KYLE: Early 2006 was a transitional period for us, musically and structurally as a band. We had just become a trio and were becoming better players. We started to experiment more musically, delving into the realms of jazz and much more improvisation being written in the songs. As a trio, our song structuring had gone more in a progressive direction. We made some home-recordings of these new experimental songs, which were very much transitional songs for us. Months later, Tim Gilles had contacted us upon hearing our recordings on Myspace. I was extremely excited about the offer he had made to bring us into the studio to record some demos. He was a very credible producer, working with bands I had been familiar with. We went into the studio and met Tim. I learned more about music in that studio than anywhere else. I very much hope to record our second album with Tim.
JL: If I recall it was Tim who pointed out that your music was Progressive Rock. Did that occur to the band at any time before that? Were you intentionally trying to write in that genre?
PAT: I never thought we were good enough musicians to be a real prog band. That kind of music was sort of the foundation of what we wanted to do, but we never set out to play ‘prog rock’ or be a ‘prog rock’ band. We didn’t know what genre we fit into and we made no effort to fit into any of them. We just wanted to exist on the outskirts of rock music and create our own strange little world. I think we were a lazy prog band in denial and Tim lured us back. He wouldn’t let us get away with half-assing anything and was always pushing us to our limits. We hadn’t really found our sound and Tim got us back on the path to writing the most mature and stimulating music we could.
JL: Did any prog bands play a part in the band’s listening habits?

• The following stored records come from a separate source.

//! 1bpp bitmap rasterizer with a two-color lookup table.

use core::sync::atomic::{AtomicUsize, Ordering};

use gfx::Graphics1;

use crate::flip::DoubleBuffer;
use crate::priority;
use crate::rast::{blank_line, Pixel, RasterCtx, Rasterize, TargetBuffer};
use crate::util::rw_lock::{Guard, GuardMut};

/// Rasterize packed 1bpp pixel data using a color lookup table (CLUT).
///
/// `src` is a scanline of pixel data packed into `u32`s, where the least
/// significant bit of each `u32` is on the left.
///
/// `clut` is a reference to the CLUT, stored in the low two bytes of an
/// `AtomicUsize`. The least significant byte is the color used for 0 bits, and
/// the next byte for 1 bits. The top two bytes are unused.
///
/// `target` is the destination for unpacked raster output.
///
/// # Panics
///
/// If `target.len()` is not exactly `src.len() * 32`.
#[cfg_attr(target_os = "none", link_section = ".ramcode")]
pub fn unpack(src: &[u32], clut: &AtomicUsize, target: &mut [Pixel]) {
    assert_eq!(src.len() * 32, target.len());
    let clut = clut.load(Ordering::Relaxed);
    let bg = clut as u8;
    let fg = (clut >> 8) as u8;

    for (dst32, bits) in target.chunks_exact_mut(32).zip(src) {
        for (bit, dst) in dst32.iter_mut().enumerate() {
            *dst = if (bits >> bit) & 1 != 0 { fg } else { bg };
        }
    }
}

/// Double-buffered 1bpp bitmap. Zero bits are drawn in the background color
/// and one bits in the foreground color.
pub struct Bitmap1<B> {
    buffers: DoubleBuffer<B>,
    clut: AtomicUsize,
    width: usize,
    height: usize,
}

impl<B> Bitmap1<B>
where
    B: AsRef<[u32]> + AsMut<[u32]>,
{
    /// Creates a `width` by `height` bitmap using `fg` and `bg` as storage.
    /// `fg` starts out on screen.
    ///
    /// # Panics
    ///
    /// If `width` is not a multiple of 32, is wider than a scanline, or either
    /// buffer is too small.
    pub fn new(fg: B, bg: B, width: usize, height: usize) -> Self {
        assert!(width % 32 == 0, "1bpp width must be a multiple of 32");
        assert!(width <= crate::MAX_PIXELS_PER_LINE);
        let words = width / 32 * height;
        assert!(fg.as_ref().len() >= words && bg.as_ref().len() >= words);
        Bitmap1 {
            buffers: DoubleBuffer::new(fg, bg),
            clut: AtomicUsize::new(0xFF << 8),
            width,
            height,
        }
    }

    pub fn width(&self) -> usize {
        self.width
    }

    pub fn height(&self) -> usize {
        self.height
    }

    /// Sets the color used for one bits.
    pub fn set_fg_color(&self, color: Pixel) {
        let _ = self.clut.fetch_update(Ordering::Relaxed, Ordering::Relaxed, |c| {
            Some((c & !0xFF00) | (color as usize) << 8)
        });
    }

    /// Sets the color used for zero bits.
    pub fn set_bg_color(&self, color: Pixel) {
        let _ = self.clut.fetch_update(Ordering::Relaxed, Ordering::Relaxed, |c| {
            Some((c & !0xFF) | color as usize)
        });
    }

    /// Returns the current `(foreground, background)` colors.
    pub fn colors(&self) -> (Pixel, Pixel) {
        let c = self.clut.load(Ordering::Relaxed);
        ((c >> 8) as u8, c as u8)
    }

    /// Exchanges foreground and background at the next vblank.
    pub fn flip(&self) {
        self.buffers.flip()
    }

    /// Exchanges foreground and background right now.
    pub fn flip_now(&self) {
        self.buffers.flip_now()
    }

    pub fn copy_bg_to_fg(&self) {
        self.buffers.copy_bg_to_fg::<u32>()
    }

    pub fn can_bg_use_bitband(&self) -> bool {
        self.buffers.can_bg_use_bitband()
    }

    /// Locks the background buffer for direct manipulation.
    pub fn get_bg_buffer(&self) -> GuardMut<[u32]> {
        GuardMut::map(self.buffers.bg_mut(), |b| b.as_mut())
    }

    /// Read-locks the foreground buffer.
    pub fn get_fg_buffer(&self) -> Guard<[u32]> {
        Guard::map(self.buffers.fg(), |b| b.as_ref())
    }

    /// Wraps the background buffer in a drawing surface. Raster output is
    /// unaffected until the next flip.
    pub fn make_bg_graphics(&self) -> Graphics1<GuardMut<[u32]>> {
        Graphics1::new(self.get_bg_buffer(), self.width, self.height)
    }
}

impl<B> Rasterize for Bitmap1<B>
where
    B: AsRef<[u32]> + Send + Sync,
{
    #[cfg_attr(target_os = "none", link_section = ".ramcode")]
    fn rasterize(
        &self,
        line: usize,
        target: &mut TargetBuffer,
        ctx: &mut RasterCtx,
        _: priority::I0,
    ) {
        if line >= self.height {
            return blank_line(ctx);
        }
        let fg = match self.buffers.try_fg() {
            Ok(fg) => fg,
            Err(_) => return blank_line(ctx),
        };
        let words = self.width / 32;
        let offset = line * words;
        unpack(
            &fg.as_ref()[offset..offset + words],
            &self.clut,
            &mut target[..self.width],
        );
        ctx.target_range = 0..self.width;
    }

    fn end_of_frame(&self, _: priority::I0) {
        self.buffers.apply_pending_flip();
    }
}

#[cfg(test)]
mod tests {
    use super::*;
    use crate::rast::test_util::{i0, raster_line};

    #[test]
    fn unpack_lsb_first() {
        let clut = AtomicUsize::new(0x0A_05);
        let mut out = [0; 64];
        unpack(&[0b1011, 0x8000_0000], &clut, &mut out);
        assert_eq!(&out[..5], &[0x0A, 0x0A, 0x05, 0x0A, 0x05]);
        assert!(out[5..63].iter().all(|&p| p == 0x05));
        assert_eq!(out[63], 0x0A);
    }

    #[test]
    fn colors_are_independent() {
        let bm = Bitmap1::new([0u32; 2], [0u32; 2], 64, 1);
        bm.set_fg_color(0b11_00_00);
        bm.set_bg_color(0b00_00_11);
        assert_eq!(bm.colors(), (0b11_00_00, 0b00_00_11));
        bm.set_fg_color(1);
        assert_eq!(bm.colors(), (1, 0b00_00_11));
    }

    #[test]
    fn draws_foreground_and_flips_at_end_of_frame() {
        let bm = Bitmap1::new([0u32; 4], [0u32; 4], 64, 2);
        bm.set_fg_color(7);
        bm.set_bg_color(1);
        {
            let mut g = bm.make_bg_graphics();
            g.set_pixel(3, 1);
        }
        let (_, px) = raster_line(&bm, 1);
        assert!(px.iter().all(|&p| p == 1), "bg drawing leaked to screen");

        bm.flip();
        bm.end_of_frame(i0());
        let (ctx, px) = raster_line(&bm, 1);
        assert_eq!(ctx.target_range, 0..64);
        assert_eq!(px[3], 7);
        assert_eq!(px.iter().filter(|&&p| p == 7).count(), 1);
        let (_, px) = raster_line(&bm, 0);
        assert!(px.iter().all(|&p| p == 1));
    }

    #[test]
    fn blank_when_locked_or_out_of_range() {
        let bm = Bitmap1::new([!0u32; 2], [0u32; 2], 32, 2);
        let (ctx, _) = raster_line(&bm, 2);
        assert!(ctx.target_range.is_empty());

        let hold = bm.buffers.fg_mut();
        let (ctx, _) = raster_line(&bm, 0);
        assert!(ctx.target_range.is_empty());
        drop(hold);
        let (ctx, _) = raster_line(&bm, 0);
        assert_eq!(ctx.target_range, 0..32);
    }

    #[test]
    #[should_panic]
    fn width_must_be_word_multiple() {
        Bitmap1::new([0u32; 2], [0u32; 2], 40, 1);
    }
}
//! Type-level representation of execution priorities.
//!
//! All the priority types are zero-sized tokens. When the driver invokes a
//! rasterizer, it pulls an appropriate priority token out of thin air and hands
//! it over. This gives the rasterizer the ability to take certain actions that
//! would otherwise be off-limits, and keeps base-context code from calling
//! interrupt-only paths by accident.

use core::marker::PhantomData;

// Marker type used to cause things to stop being Sync/Send.
type NotSyncOrSend = PhantomData<*mut ()>;

/// Lowest priority driver interrupt, used for rasterization.
#[derive(Copy, Clone)]
pub struct I0(NotSyncOrSend);
/// Highest priority driver interrupt, used for hblank.
#[derive(Copy, Clone)]
pub struct I1(NotSyncOrSend);
/// Thread mode execution occurs outside any interrupt handler.
#[derive(Copy, Clone)]
pub struct Thread(NotSyncOrSend);

impl I0 {
    /// Conjures an `I0` token.
    ///
    /// # Safety
    ///
    /// The caller must actually be running at raster priority (or, on the
    /// host, simulating it from a single thread).
    pub unsafe fn new() -> Self {
        I0(PhantomData)
    }
}

impl I1 {
    /// Conjures an `I1` token.
    ///
    /// # Safety
    ///
    /// The caller must be the horizontal timing interrupt (or a host test
    /// standing in for it).
    pub unsafe fn new() -> Self {
        I1(PhantomData)
    }
}

impl Thread {
    /// Conjures a `Thread` token.
    ///
    /// # Safety
    ///
    /// The caller must be running outside of any interrupt handler.
    pub unsafe fn new() -> Self {
        Thread(PhantomData)
    }
}

#[cfg(target_os = "none")]
impl Thread {
    /// Returns a `Thread` token only if called from thread priority.
    pub fn new_checked() -> Option<Self> {
        // Safety: reads of the ICSR are safe.
        let icsr = unsafe { &(*cortex_m::peripheral::SCB::ptr()).icsr }.read();
        if icsr & 0xFF == 0 {
            Some(unsafe { Self::new() })
        } else {
            None
        }
    }
}

/// Indicates that a type represents an interrupt priority level.
pub trait InterruptPriority {}

impl InterruptPriority for I0 {}
impl InterruptPriority for I1 {}
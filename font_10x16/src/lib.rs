//! The 8x16 glyph table used by 10x16 text mode.
//!
//! Glyphs are the public domain 8x8 font from `font8x8` with every row
//! doubled, stored rows-first: byte `c` of row `r` is row `r` of character
//! `c`, leftmost pixel in the least significant bit. Text rasterizers fetch a
//! whole row of the table per scanline and index it by character.

#![cfg_attr(not(test), no_std)]

use font8x8::legacy::{BASIC_LEGACY, LATIN_LEGACY};

pub const GLYPH_ROWS: usize = 16;
pub const CHARS: usize = 256;

/// First character covered by the Latin-1 supplement block.
const LATIN_FIRST: usize = 0xA0;

/// Glyph table, word aligned so it can also serve as a 1bpp bitmap.
#[repr(align(4))]
pub struct Font([[u8; CHARS]; GLYPH_ROWS]);

impl Font {
    const fn build() -> Self {
        let mut rows = [[0; CHARS]; GLYPH_ROWS];
        let mut r = 0;
        while r < GLYPH_ROWS {
            let mut c = 0;
            while c < BASIC_LEGACY.len() {
                rows[r][c] = BASIC_LEGACY[c][r / 2];
                c += 1;
            }
            let mut c = 0;
            while c < LATIN_LEGACY.len() {
                rows[r][LATIN_FIRST + c] = LATIN_LEGACY[c][r / 2];
                c += 1;
            }
            r += 1;
        }
        Font(rows)
    }

    pub fn as_glyph_slices(&self) -> &[[u8; CHARS]; GLYPH_ROWS] {
        &self.0
    }

    /// Views the table as a `CHARS * 8` by `GLYPH_ROWS` 1bpp bitmap, one row
    /// of `CHARS / 4` words per glyph row.
    pub fn as_words(&self) -> &[u32] {
        // Safety: the table is 4-byte aligned, a multiple of 4 bytes long, and
        // any bit pattern is a valid u32.
        unsafe {
            core::slice::from_raw_parts(
                self.0.as_ptr() as *const u32,
                CHARS * GLYPH_ROWS / 4,
            )
        }
    }
}

/// Static image of the 10x16 font.
#[cfg_attr(all(feature = "ram-font", target_os = "none"), link_section = ".data")]
pub static FONT: Font = Font::build();

#[cfg(test)]
mod tests {
    use super::*;

    #[test]
    fn rows_are_doubled() {
        let rows = FONT.as_glyph_slices();
        for r in 0..GLYPH_ROWS {
            assert_eq!(rows[r][usize::from(b'A')], BASIC_LEGACY[0x41][r / 2]);
        }
        assert_eq!(rows[4][0xE9], LATIN_LEGACY[0xE9 - LATIN_FIRST][2]);
    }

    #[test]
    fn uncovered_characters_are_blank() {
        let rows = FONT.as_glyph_slices();
        for c in 0x80..LATIN_FIRST {
            assert!(rows.iter().all(|row| row[c] == 0));
        }
        assert!(rows.iter().all(|row| row[usize::from(b' ')] == 0));
    }

    #[test]
    fn word_view() {
        let words = FONT.as_words();
        assert_eq!(words.as_ptr() as usize % 4, 0);
        assert_eq!(words.len(), 1024);
        // Character 'A' is byte 1 of word 0x10 in each row.
        let row = 3;
        let w = words[row * 64 + 0x41 / 4];
        assert_eq!((w >> 8) as u8, FONT.as_glyph_slices()[row][0x41]);
    }
}
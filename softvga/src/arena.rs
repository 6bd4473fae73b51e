//! Bump allocation with whole-arena reset.
//!
//! Scenes allocate framebuffers, text grids and band lists out of an `Arena`
//! and throw it all away at once when the scene changes. Allocation is a
//! pointer bump. There is no per-object free.
//!
//! An `arena::Box` does *not* run its contents' destructor when dropped.
//! Values with drop glue instead get an entry on the arena's cleanup list, and
//! `reset` runs those in reverse allocation order before rewinding. `reset`
//! takes `&mut self`, so it can't happen while any `Box` is still around.

use core::cell::{Cell, RefCell};
use core::fmt;
use core::marker::PhantomData;
use core::mem;
use core::ops::{Deref, DerefMut};
use core::ptr::{self, NonNull};
use core::slice;

use arrayvec::ArrayVec;

/// Most values with destructors that can be live in one arena at once.
pub const MAX_CLEANUPS: usize = 64;

#[derive(Copy, Clone, Debug, Eq, PartialEq)]
pub enum ArenaError {
    /// Not enough room left. Both counts are in bytes; `available` is what
    /// remained before alignment padding.
    Exhausted { requested: usize, available: usize },
    /// The cleanup list is full.
    TooManyDestructors,
}

impl fmt::Display for ArenaError {
    fn fmt(&self, f: &mut fmt::Formatter) -> fmt::Result {
        match self {
            ArenaError::Exhausted {
                requested,
                available,
            } => write!(
                f,
                "arena exhausted: {} bytes requested, {} available",
                requested, available
            ),
            ArenaError::TooManyDestructors => write!(
                f,
                "more than {} arena values need dropping",
                MAX_CLEANUPS
            ),
        }
    }
}

/// Deferred drop of `len` values of some type starting at `ptr`.
struct Cleanup {
    ptr: *mut u8,
    len: usize,
    drop: unsafe fn(*mut u8, usize),
}

unsafe fn drop_slice<T>(ptr: *mut u8, len: usize) {
    ptr::drop_in_place(slice::from_raw_parts_mut(ptr as *mut T, len))
}

pub struct Arena<'mem> {
    base: *mut u8,
    limit: *mut u8,
    next: Cell<*mut u8>,
    cleanups: RefCell<ArrayVec<[Cleanup; MAX_CLEANUPS]>>,
    _mem: PhantomData<&'mem mut [u8]>,
}

impl<'mem> Arena<'mem> {
    /// Creates an arena that allocates out of `mem`.
    pub fn new(mem: &'mem mut [u8]) -> Self {
        let range = mem.as_mut_ptr_range();
        // Safety: the range comes from a slice we hold exclusively for 'mem.
        unsafe { Self::from_pointers(range.start, range.end) }
    }

    /// Creates an arena over the memory from `base` up to (not including)
    /// `limit`.
    ///
    /// # Safety
    ///
    /// The memory must be valid for reads and writes, and not otherwise
    /// accessed, for `'mem`.
    pub unsafe fn from_pointers(base: *mut u8, limit: *mut u8) -> Self {
        assert!(limit >= base);
        Arena {
            base,
            limit,
            next: Cell::new(base),
            cleanups: RefCell::new(ArrayVec::new()),
            _mem: PhantomData,
        }
    }

    /// Bytes handed out so far, including alignment padding.
    pub fn used(&self) -> usize {
        self.next.get() as usize - self.base as usize
    }

    pub fn capacity(&self) -> usize {
        self.limit as usize - self.base as usize
    }

    pub fn remaining(&self) -> usize {
        self.limit as usize - self.next.get() as usize
    }

    /// Runs pending destructors, newest first, and rewinds to empty.
    pub fn reset(&mut self) {
        log::debug!(
            "arena reset: {} of {} bytes used, {} cleanups",
            self.used(),
            self.capacity(),
            self.cleanups.get_mut().len()
        );
        self.run_cleanups();
        self.next.set(self.base)
    }

    fn run_cleanups(&mut self) {
        let cleanups = self.cleanups.get_mut();
        while let Some(c) = cleanups.pop() {
            // Safety: each entry describes initialized values that nothing
            // can reference any more, since we have `&mut self`.
            unsafe { (c.drop)(c.ptr, c.len) }
        }
    }

    /// Reserves room for `len` values of `T` and, if `T` needs dropping, a
    /// cleanup entry. Returns uninitialized storage.
    fn reserve<T>(&self, len: usize) -> Result<*mut T, ArenaError> {
        if mem::needs_drop::<T>() && self.cleanups.borrow().is_full() {
            return Err(ArenaError::TooManyDestructors);
        }
        let available = self.remaining();
        let exhausted = |requested| ArenaError::Exhausted {
            requested,
            available,
        };
        let bytes = mem::size_of::<T>()
            .checked_mul(len)
            .ok_or(exhausted(usize::max_value()))?;

        let next = self.next.get() as usize;
        let align = mem::align_of::<T>();
        let start = next
            .checked_add(align - 1)
            .ok_or(exhausted(bytes))?
            & !(align - 1);
        let end = start.checked_add(bytes).ok_or(exhausted(bytes))?;
        if end > self.limit as usize {
            return Err(exhausted(bytes));
        }
        self.next.set(self.base.wrapping_add(end - self.base as usize));
        Ok(self.base.wrapping_add(start - self.base as usize) as *mut T)
    }

    /// Records that `len` values at `p` need dropping at reset. `reserve`
    /// already made sure there's room.
    fn register<T>(&self, p: *mut T, len: usize) {
        if mem::needs_drop::<T>() {
            let _ = self.cleanups.borrow_mut().try_push(Cleanup {
                ptr: p as *mut u8,
                len,
                drop: drop_slice::<T>,
            });
        }
    }

    pub fn try_alloc<T: 'mem>(&self, value: T) -> Result<Box<T>, ArenaError> {
        let p = self.reserve::<T>(1)?;
        // Safety: `reserve` returned aligned, unused storage for one T.
        unsafe {
            p.write(value);
            self.register(p, 1);
            Ok(Box::from_raw(p))
        }
    }

    pub fn try_alloc_default<T: Default + 'mem>(
        &self,
    ) -> Result<Box<T>, ArenaError> {
        self.try_alloc(T::default())
    }

    pub fn try_alloc_slice_default<T: Default + 'mem>(
        &self,
        len: usize,
    ) -> Result<Box<[T]>, ArenaError> {
        self.try_alloc_slice_with(len, |_| T::default())
    }

    pub fn try_alloc_slice_copy<T: Copy + 'mem>(
        &self,
        src: &[T],
    ) -> Result<Box<[T]>, ArenaError> {
        let p = self.reserve::<T>(src.len())?;
        // Safety: storage is fresh and sized for `src`; T is Copy, so no
        // drop glue to register.
        unsafe {
            ptr::copy_nonoverlapping(src.as_ptr(), p, src.len());
            Ok(Box::from_raw_slice(p, src.len()))
        }
    }

    pub fn try_alloc_slice_fill<T: Clone + 'mem>(
        &self,
        len: usize,
        value: T,
    ) -> Result<Box<[T]>, ArenaError> {
        self.try_alloc_slice_with(len, |_| value.clone())
    }

    fn try_alloc_slice_with<T: 'mem>(
        &self,
        len: usize,
        mut f: impl FnMut(usize) -> T,
    ) -> Result<Box<[T]>, ArenaError> {
        let p = self.reserve::<T>(len)?;
        // Safety: storage is fresh and sized for `len` values; all are
        // written before the cleanup is registered.
        unsafe {
            for i in 0..len {
                p.add(i).write(f(i));
            }
            self.register(p, len);
            Ok(Box::from_raw_slice(p, len))
        }
    }

    /// Like `try_alloc`, but running out of room is fatal.
    ///
    /// # Panics
    ///
    /// If the arena is exhausted or has too many destructors registered.
    pub fn alloc<T: 'mem>(&self, value: T) -> Box<T> {
        unwrap_alloc(self.try_alloc(value))
    }

    pub fn alloc_default<T: Default + 'mem>(&self) -> Box<T> {
        unwrap_alloc(self.try_alloc_default())
    }

    pub fn alloc_slice_default<T: Default + 'mem>(&self, len: usize) -> Box<[T]> {
        unwrap_alloc(self.try_alloc_slice_default(len))
    }

    pub fn alloc_slice_copy<T: Copy + 'mem>(&self, src: &[T]) -> Box<[T]> {
        unwrap_alloc(self.try_alloc_slice_copy(src))
    }

    pub fn alloc_slice_fill<T: Clone + 'mem>(&self, len: usize, value: T) -> Box<[T]> {
        unwrap_alloc(self.try_alloc_slice_fill(len, value))
    }
}

impl<'mem> Drop for Arena<'mem> {
    fn drop(&mut self) {
        self.run_cleanups()
    }
}

fn unwrap_alloc<T>(r: Result<T, ArenaError>) -> T {
    match r {
        Ok(b) => b,
        Err(e) => panic!("{}", e),
    }
}

/// Owning pointer into an arena.
///
/// Dropping a `Box` does nothing. Its contents are dropped when the arena is
/// reset.
pub struct Box<'arena, T: ?Sized>(NonNull<T>, PhantomData<&'arena mut T>);

unsafe impl<'arena, T: ?Sized + Send> Send for Box<'arena, T> {}
unsafe impl<'arena, T: ?Sized + Sync> Sync for Box<'arena, T> {}

impl<'arena, T> Box<'arena, T> {
    unsafe fn from_raw(p: *mut T) -> Self {
        Box(NonNull::new_unchecked(p), PhantomData)
    }
}

impl<'arena, T> Box<'arena, [T]> {
    unsafe fn from_raw_slice(p: *mut T, len: usize) -> Self {
        let s: *mut [T] = slice::from_raw_parts_mut(p, len);
        Box(NonNull::new_unchecked(s), PhantomData)
    }
}

impl<'arena, T: ?Sized> Box<'arena, T> {
    /// Gives up ownership, returning a reference that lasts as long as the
    /// arena borrow.
    pub fn leak(b: Self) -> &'arena mut T {
        // Safety: the Box was the only reference, and it's consumed.
        unsafe { &mut *b.0.as_ptr() }
    }
}

impl<'arena, T: ?Sized> Deref for Box<'arena, T> {
    type Target = T;

    fn deref(&self) -> &T {
        unsafe { self.0.as_ref() }
    }
}

impl<'arena, T: ?Sized> DerefMut for Box<'arena, T> {
    fn deref_mut(&mut self) -> &mut T {
        unsafe { self.0.as_mut() }
    }
}

impl<'arena, T: ?Sized> AsRef<T> for Box<'arena, T> {
    fn as_ref(&self) -> &T {
        self
    }
}

impl<'arena, T: ?Sized> AsMut<T> for Box<'arena, T> {
    fn as_mut(&mut self) -> &mut T {
        self
    }
}

impl<'arena, T: ?Sized + fmt::Debug> fmt::Debug for Box<'arena, T> {
    fn fmt(&self, f: &mut fmt::Formatter) -> fmt::Result {
        (**self).fmt(f)
    }
}

#[cfg(test)]
mod tests {
    use super::*;
    use std::cell::RefCell as StdRefCell;

    #[derive(Clone)]
    struct Noisy<'a>(u32, &'a StdRefCell<Vec<u32>>);

    impl<'a> Drop for Noisy<'a> {
        fn drop(&mut self) {
            self.1.borrow_mut().push(self.0)
        }
    }

    #[test]
    fn reset_rewinds_to_base() {
        let mut mem = [0u8; 64];
        let mut arena = Arena::new(&mut mem);
        let first = {
            let b = arena.alloc(7u32);
            &*b as *const u32
        };
        arena.alloc_slice_fill(5, 1u16);
        assert!(arena.used() >= 14);
        arena.reset();
        assert_eq!(arena.used(), 0);
        assert_eq!(arena.remaining(), 64);
        let again = arena.alloc(9u32);
        assert_eq!(&*again as *const u32, first);
    }

    #[test]
    fn exhaustion_is_deterministic() {
        let mut mem = [0u8; 16];
        let mut arena = Arena::new(&mut mem);
        for _ in 0..2 {
            let a = arena.alloc_slice_default::<u8>(10);
            assert_eq!(a.len(), 10);
            assert_eq!(
                arena.try_alloc_slice_default::<u8>(7).map(|_| ()),
                Err(ArenaError::Exhausted {
                    requested: 7,
                    available: 6
                })
            );
            assert!(arena.try_alloc_slice_default::<u8>(6).is_ok());
            assert_eq!(arena.remaining(), 0);
            arena.reset();
        }
    }

    #[test]
    fn alignment() {
        let mut mem = [0u8; 64];
        let arena = Arena::new(&mut mem);
        arena.alloc(1u8);
        let w = arena.alloc(0xDEAD_BEEFu32);
        assert_eq!(&*w as *const u32 as usize % 4, 0);
        assert_eq!(*w, 0xDEAD_BEEF);
    }

    #[test]
    fn copy_and_fill() {
        let mut mem = [0u8; 64];
        let arena = Arena::new(&mut mem);
        let c = arena.alloc_slice_copy(&[1u32, 2, 3]);
        let f = arena.alloc_slice_fill(2, 'x');
        assert_eq!(&*c, &[1, 2, 3]);
        assert_eq!(&*f, &['x', 'x']);
    }

    #[test]
    fn drops_run_at_reset_newest_first() {
        let log = StdRefCell::new(vec![]);
        let mut mem = [0u8; 256];
        let mut arena = Arena::new(&mut mem);
        {
            let a = arena.alloc(Noisy(1, &log));
            let _b = arena.alloc_slice_fill(2, Noisy(2, &log));
            let c = arena.alloc(Noisy(3, &log));
            drop(a);
            drop(c);
        }
        // Only the temporary passed to `alloc_slice_fill` has dropped.
        assert_eq!(*log.borrow(), vec![2]);
        arena.reset();
        assert_eq!(*log.borrow(), vec![2, 3, 2, 2, 1]);
        arena.reset();
        assert_eq!(log.borrow().len(), 5);
    }

    #[test]
    fn drops_run_when_arena_goes_away() {
        let log = StdRefCell::new(vec![]);
        let mut mem = [0u8; 64];
        {
            let arena = Arena::new(&mut mem);
            arena.alloc(Noisy(4, &log));
        }
        assert_eq!(*log.borrow(), vec![4]);
    }

    #[test]
    fn too_many_destructors() {
        let log = StdRefCell::new(vec![]);
        let mut mem = [0u8; 4096];
        let arena = Arena::new(&mut mem);
        for i in 0..MAX_CLEANUPS {
            arena.alloc(Noisy(i as u32, &log));
        }
        assert_eq!(
            arena.try_alloc(Noisy(99, &log)).map(|_| ()),
            Err(ArenaError::TooManyDestructors)
        );
        // Plain data doesn't need a cleanup.
        assert!(arena.try_alloc(5u64).is_ok());
    }

    #[test]
    fn leak_outlives_box() {
        let mut mem = [0u8; 16];
        let arena = Arena::new(&mut mem);
        let r: &mut u32 = Box::leak(arena.alloc(1));
        *r += 1;
        assert_eq!(*r, 2);
    }

    #[test]
    fn zero_sized() {
        let mut mem = [0u8; 0];
        let arena = Arena::new(&mut mem);
        let b = arena.alloc_slice_default::<()>(1000);
        assert_eq!(b.len(), 1000);
        assert_eq!(arena.used(), 0);
    }

    #[test]
    #[should_panic(expected = "arena exhausted")]
    fn alloc_panics_when_full() {
        let mut mem = [0u8; 4];
        let arena = Arena::new(&mut mem);
        arena.alloc([0u8; 5]);
    }
}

DAN: Pat always loved King Crimson and Yes. But it took me a while to get into Prog. I remember being 12 or 13 and Pat would be listening to “Lizard”, and I would be thinking, what the hell is this? That being said, I was always into bands that were not quite Prog, like Sunny Day Real Estate, Radiohead, or …Trail Of Dead, but were definitely different, and were a little more musically sophisticated then what was played on the radio. But right around the time we formed The Tea Club, when I was like 17, I began to really appreciate Prog. I remember our original bassist, Jim Berger, had gone out and bought “The Power To Believe” by King Crimson, almost as a joke, just to see what these old guys sounded like now. We were blown away. I loved it. And right around that time, Pat played me “The Gates Of Delirium” on the ride home from a practice at Kyle’s house. Needless to say, I became a believer after that.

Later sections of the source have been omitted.